Orient & Okzident. Österreichische Maler des 19. Jahrhunderts auf Reisen, im Belvedere, hrsg. Von Agnes Husslein-Arco und Sabine Grabner, Hirmer Verlag 2012. Im Vorwort legt Museumsdirektorin Agnes Husslein klar, daß die Freundschaft zwischen den beiden Malern August von Pettenkofen und Leopold Carl Müller Ausgangspunkt dieser Ausstellung ist. Letzteren kennt man von seinen zahlreichen Ägyptenbildern und erfährt jetzt erst, daß er „ganze neun (!) Mal Ägypten“ bereiste, während Pettenkofen durch seine Bilder der ungarischen Landschaft und seiner Menschen bekannt ist, dicht vor den Toren Wiens also. In Szolnok war in der Puszta Ungarns eine Malerkolonie entstanden, wie überall in Europa, als das Licht und die Natur die Leinwände zu beherrschen anfing.

 

Im Katalog kann man diese Entwicklung an vielen Beispielen verfolgen. Die frühen Reisenden sahen sich als Pioniere und hatten das Dokumentieren ihrer Seherfahrungen zum Ziel ihrer Malerei und der Zeichnungen. Erst weit über die Mitte des Jahrzehnts, als das Reisen schon üblicher wurde, wurden künstlerische Ansprüche wichtiger, wie das Licht beispielsweise eine Ruine beleuchtet und welche Gefühle eine Abendstimmung unter Palmen evoziert. In Essays wird die Ausstellung unterteilt in: „Die Vielfalt der Orientbilder“, „Der Orient als Bildmotiv“, „Das Alte und Neue Ägypten in Bildern des 19. Jahrhunderts“ und „In der Fremde“. Die Bildtafeln sind dann unterteilt in den europäischen Teil: „Orient vor der Schwelle.
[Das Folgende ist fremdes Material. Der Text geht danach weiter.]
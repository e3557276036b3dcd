//! Versioned, checksummed envelope for persisted cache namespaces.
//!
//! The payload is stored as an embedded JSON string so the blake3 digest is
//! computed over exactly the bytes that were written.

use serde::de::DeserializeOwned;
use serde::{Deserialize, Serialize};

use locus_core::constants::SNAPSHOT_VERSION;
use locus_core::errors::{LocusError, LocusResult};

#[derive(Debug, Clone, PartialEq, Serialize, Deserialize)]
pub struct Snapshot {
    pub version: u32,
    /// blake3 hex digest of `payload`.
    pub checksum: String,
    pub payload: String,
}

impl Snapshot {
    /// Serialize `value` and seal it with a checksum.
    pub fn seal<T: Serialize>(value: &T) -> LocusResult<Self> {
        let payload = serde_json::to_string(value)?;
        Ok(Self {
            version: SNAPSHOT_VERSION,
            checksum: digest(&payload),
            payload,
        })
    }

    /// Verify version and checksum, then decode the payload.
    /// `key` is only used to label errors.
    pub fn open<T: DeserializeOwned>(&self, key: &str) -> LocusResult<T> {
        if self.version != SNAPSHOT_VERSION {
            return Err(malformed(
                key,
                format!("unsupported snapshot version {}", self.version),
            ));
        }
        if digest(&self.payload) != self.checksum {
            return Err(malformed(key, "checksum mismatch".to_string()));
        }
        serde_json::from_str(&self.payload).map_err(|e| malformed(key, e.to_string()))
    }
}

fn digest(payload: &str) -> String {
    blake3::hash(payload.as_bytes()).to_hex().to_string()
}

fn malformed(key: &str, reason: String) -> LocusError {
    LocusError::MalformedData {
        key: key.to_string(),
        reason,
    }
}

#[cfg(test)]
mod tests {
    use super::*;

    #[test]
    fn sealed_snapshot_opens() {
        let snapshot = Snapshot::seal(&vec!["a".to_string(), "b".to_string()]).unwrap();
        let back: Vec<String> = snapshot.open("k").unwrap();
        assert_eq!(back, vec!["a", "b"]);
    }

    #[test]
    fn tampered_payload_is_rejected() {
        let mut snapshot = Snapshot::seal(&vec![1u32, 2, 3]).unwrap();
        snapshot.payload = "[1,2,4]".to_string();
        let err = snapshot.open::<Vec<u32>>("k").unwrap_err();
        assert!(matches!(err, LocusError::MalformedData { .. }));
    }

    #[test]
    fn unknown_version_is_rejected() {
        let mut snapshot = Snapshot::seal(&1u32).unwrap();
        snapshot.version = SNAPSHOT_VERSION + 1;
        assert!(snapshot.open::<u32>("k").is_err());
    }
}
use serde::{Deserialize, Serialize};

use super::defaults;

/// Suggestion merger and engine configuration.
#[derive(Debug, Clone, Serialize, Deserialize)]
#[serde(default)]
pub struct SuggestionConfig {
    /// Maximum suggestions returned to the UI.
    pub max_results: usize,
    /// Maximum places kept in the selection history.
    pub max_history: usize,
    /// Quiet period before a typed query is resolved (milliseconds).
    pub debounce_ms: u64,
    /// Budget for a single remote call (milliseconds).
    pub remote_timeout_ms: u64,
    /// ISO country restriction passed to the remote source.
    pub country: Option<String>,
    /// Response language passed to the remote source.
    pub language: Option<String>,
    /// Bias radius in meters, used when a bias location is set.
    pub radius_m: u32,
}

impl Default for SuggestionConfig {
    fn default() -> Self {
        Self {
            max_results: defaults::DEFAULT_MAX_RESULTS,
            max_history: defaults::DEFAULT_MAX_HISTORY,
            debounce_ms: defaults::DEFAULT_DEBOUNCE_MS,
            remote_timeout_ms: defaults::DEFAULT_REMOTE_TIMEOUT_MS,
            country: None,
            language: None,
            radius_m: defaults::DEFAULT_RADIUS_M,
        }
    }
}
//! SQLite-backed store: one `kv` table, WAL journal on file databases.

use std::path::Path;
use std::sync::{Mutex, MutexGuard};

use rusqlite::{params, Connection, OptionalExtension};
use tracing::info;

use locus_core::config::defaults::DEFAULT_DB_FILENAME;
use locus_core::config::StorageConfig;
use locus_core::errors::{LocusResult, StorageError};
use locus_core::traits::IKeyValueStore;

use crate::to_storage_err;

const SCHEMA: &str = "
    CREATE TABLE IF NOT EXISTS kv (
        key        TEXT PRIMARY KEY NOT NULL,
        value      TEXT NOT NULL,
        updated_at TEXT NOT NULL DEFAULT (strftime('%Y-%m-%dT%H:%M:%fZ', 'now'))
    );
";

/// Key-value store persisted in a SQLite database.
pub struct SqliteStore {
    conn: Mutex<Connection>,
}

impl SqliteStore {
    /// Open (or create) a database file.
    pub fn open(path: &Path) -> LocusResult<Self> {
        let conn = Connection::open(path).map_err(|e| to_storage_err(e.to_string()))?;
        apply_pragmas(&conn)?;
        Self::initialize(conn)
    }

    /// Open the database named by `config.sqlite_path`, or an in-memory one
    /// when no path is configured. A directory path gets the default file name.
    pub fn from_config(config: &StorageConfig) -> LocusResult<Self> {
        let Some(path) = config.sqlite_path.as_deref() else {
            info!("no sqlite_path configured, using in-memory database");
            return Self::open_in_memory();
        };
        let path = Path::new(path);
        let path = if path.is_dir() {
            path.join(DEFAULT_DB_FILENAME)
        } else {
            path.to_path_buf()
        };
        info!(path = %path.display(), "opening sqlite store");
        Self::open(&path)
    }

    /// Open an in-memory database (for testing).
    pub fn open_in_memory() -> LocusResult<Self> {
        let conn = Connection::open_in_memory().map_err(|e| to_storage_err(e.to_string()))?;
        Self::initialize(conn)
    }

    fn initialize(conn: Connection) -> LocusResult<Self> {
        conn.execute_batch(SCHEMA)
            .map_err(|e| to_storage_err(e.to_string()))?;
        Ok(Self {
            conn: Mutex::new(conn),
        })
    }

    fn lock(&self) -> LocusResult<MutexGuard<'_, Connection>> {
        self.conn
            .lock()
            .map_err(|_| StorageError::LockPoisoned.into())
    }

    fn get_sync(&self, key: &str) -> LocusResult<Option<String>> {
        let conn = self.lock()?;
        conn.query_row("SELECT value FROM kv WHERE key = ?1", params![key], |row| {
            row.get(0)
        })
        .optional()
        .map_err(|e| to_storage_err(e.to_string()))
    }

    fn set_sync(&self, key: &str, value: &str) -> LocusResult<()> {
        let conn = self.lock()?;
        conn.execute(
            "INSERT INTO kv (key, value) VALUES (?1, ?2)
             ON CONFLICT(key) DO UPDATE SET
                value = excluded.value,
                updated_at = strftime('%Y-%m-%dT%H:%M:%fZ', 'now')",
            params![key, value],
        )
        .map_err(|e| to_storage_err(e.to_string()))?;
        Ok(())
    }

    fn remove_many_sync(&self, keys: &[String]) -> LocusResult<()> {
        let mut conn = self.lock()?;
        let tx = conn
            .transaction()
            .map_err(|e| to_storage_err(e.to_string()))?;
        {
            let mut stmt = tx
                .prepare_cached("DELETE FROM kv WHERE key = ?1")
                .map_err(|e| to_storage_err(e.to_string()))?;
            for key in keys {
                stmt.execute(params![key])
                    .map_err(|e| to_storage_err(e.to_string()))?;
            }
        }
        tx.commit().map_err(|e| to_storage_err(e.to_string()))?;
        Ok(())
    }

    fn list_keys_sync(&self) -> LocusResult<Vec<String>> {
        let conn = self.lock()?;
        let mut stmt = conn
            .prepare("SELECT key FROM kv ORDER BY key")
            .map_err(|e| to_storage_err(e.to_string()))?;
        let rows = stmt
            .query_map([], |row| row.get::<_, String>(0))
            .map_err(|e| to_storage_err(e.to_string()))?;
        rows.collect::<Result<Vec<_>, _>>()
            .map_err(|e| to_storage_err(e.to_string()))
    }
}

impl IKeyValueStore for SqliteStore {
    async fn get(&self, key: &str) -> LocusResult<Option<String>> {
        self.get_sync(key)
    }

    async fn set(&self, key: &str, value: &str) -> LocusResult<()> {
        self.set_sync(key, value)
    }

    async fn remove(&self, key: &str) -> LocusResult<()> {
        self.remove_many_sync(&[key.to_string()])
    }

    async fn remove_many(&self, keys: &[String]) -> LocusResult<()> {
        self.remove_many_sync(keys)
    }

    async fn list_keys(&self) -> LocusResult<Vec<String>> {
        self.list_keys_sync()
    }
}

/// WAL journal, NORMAL sync, 5s busy timeout.
fn apply_pragmas(conn: &Connection) -> LocusResult<()> {
    conn.execute_batch(
        "
        PRAGMA journal_mode = WAL;
        PRAGMA synchronous = NORMAL;
        PRAGMA busy_timeout = 5000;
        ",
    )
    .map_err(|e| to_storage_err(e.to_string()))?;
    Ok(())
}
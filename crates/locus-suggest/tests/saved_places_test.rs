use std::sync::Arc;

use chrono::Duration;
use locus_core::config::LocusConfig;
use locus_core::constants::keys;
use locus_core::models::CandidateSource;
use locus_storage::MemoryStore;
use locus_suggest::SavedPlaces;
use test_fixtures::{remote_candidate, ManualClock};

fn book(max_history: usize) -> (SavedPlaces<MemoryStore>, Arc<ManualClock>, Arc<MemoryStore>) {
    let mut config = LocusConfig::default();
    config.suggestion.max_history = max_history;
    let clock = Arc::new(ManualClock::at_epoch());
    let store = Arc::new(MemoryStore::new());
    (SavedPlaces::new(&config, store.clone(), clock.clone()), clock, store)
}

#[tokio::test]
async fn history_is_capped_by_recency() {
    let (book, clock, _) = book(3);
    for i in 0..5 {
        book.record_selection(&remote_candidate(&format!("p{i}"), "Place", &[]))
            .await;
        clock.advance(Duration::seconds(1));
    }

    let ids: Vec<String> = book.history().into_iter().map(|c| c.place_id).collect();
    assert_eq!(ids, vec!["p4", "p3", "p2"]);
}

#[tokio::test]
async fn reselecting_refreshes_recency() {
    let (book, clock, _) = book(3);
    for i in 0..3 {
        book.record_selection(&remote_candidate(&format!("p{i}"), "Place", &[]))
            .await;
        clock.advance(Duration::seconds(1));
    }
    book.record_selection(&remote_candidate("p0", "Place", &[])).await;
    clock.advance(Duration::seconds(1));
    book.record_selection(&remote_candidate("p3", "Place", &[])).await;

    let ids: Vec<String> = book.history().into_iter().map(|c| c.place_id).collect();
    assert_eq!(ids, vec!["p3", "p0", "p2"]);
}

#[tokio::test]
async fn selection_touches_favorite_copy() {
    let (book, clock, _) = book(10);
    let place = remote_candidate("p0", "Place", &[]);
    book.toggle_favorite(&place).await;
    clock.advance(Duration::hours(2));
    book.record_selection(&place).await;

    let favorite = &book.favorites()[0];
    assert_eq!(favorite.source, CandidateSource::Favorite);
    assert_eq!(favorite.last_used, Some(test_fixtures::epoch() + Duration::hours(2)));
    assert_eq!(book.history()[0].source, CandidateSource::History);
}

#[tokio::test]
async fn both_lists_reload() {
    let (book, _, store) = book(10);
    book.toggle_favorite(&remote_candidate("fav", "Casa", &[])).await;
    book.record_selection(&remote_candidate("hist", "Bar", &["cafe"])).await;

    let reloaded = SavedPlaces::new(
        &LocusConfig::default(),
        store,
        Arc::new(ManualClock::at_epoch()),
    );
    assert_eq!(reloaded.load().await, (1, 1));
    assert!(reloaded.is_favorite("fav"));
    let hist = &reloaded.history()[0];
    assert_eq!(hist.use_count, 1);
    assert!(hist.types.contains("cafe"));
}

#[tokio::test]
async fn blank_search_terms_are_ignored() {
    let (book, _, _) = book(10);
    assert!(book.record_search_term("  ").await.is_none());
    assert!(book.history().is_empty());
}

#[tokio::test]
async fn history_entry_from_favorite_does_not_keep_the_flag() {
    let (book, clock, store) = book(10);
    book.toggle_favorite(&remote_candidate("p1", "Duomo", &[])).await;
    clock.advance(Duration::minutes(1));

    let favorite = book.favorites()[0].clone();
    assert!(favorite.is_favorite);
    let entry = book.record_selection(&favorite).await;
    assert!(!entry.is_favorite);

    assert!(!book.toggle_favorite(&favorite).await);
    let hist = &book.history()[0];
    assert_eq!(hist.place_id, "p1");
    assert_eq!(hist.source, CandidateSource::History);
    assert!(!hist.is_favorite);

    let persisted = store.raw(&LocusConfig::default().storage.key(keys::HISTORY));
    assert!(persisted.is_some_and(|json| !json.contains("\"is_favorite\":true")));
}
Österreichische Künstler in Ungarn“ und Dalmatien, wie im Nahen und Fernen Osten und den Weltmeeren und Bilder aus der neuen Welt, die bei unserer Berichterstattung überhaupt nicht vorkamen.

 

Die ab Seite 246 aufgeführten Künstlerbiographien sind wichtig, weil man wenige Künstler von ihnen heute noch kennt, aber ihre Bilder einem immer bekannt vorkommen, weil im 19. Jahrhundert ein Bildtypus geschaffen wurde, der in unser allem kulturellen Bildgedächtnis ruht.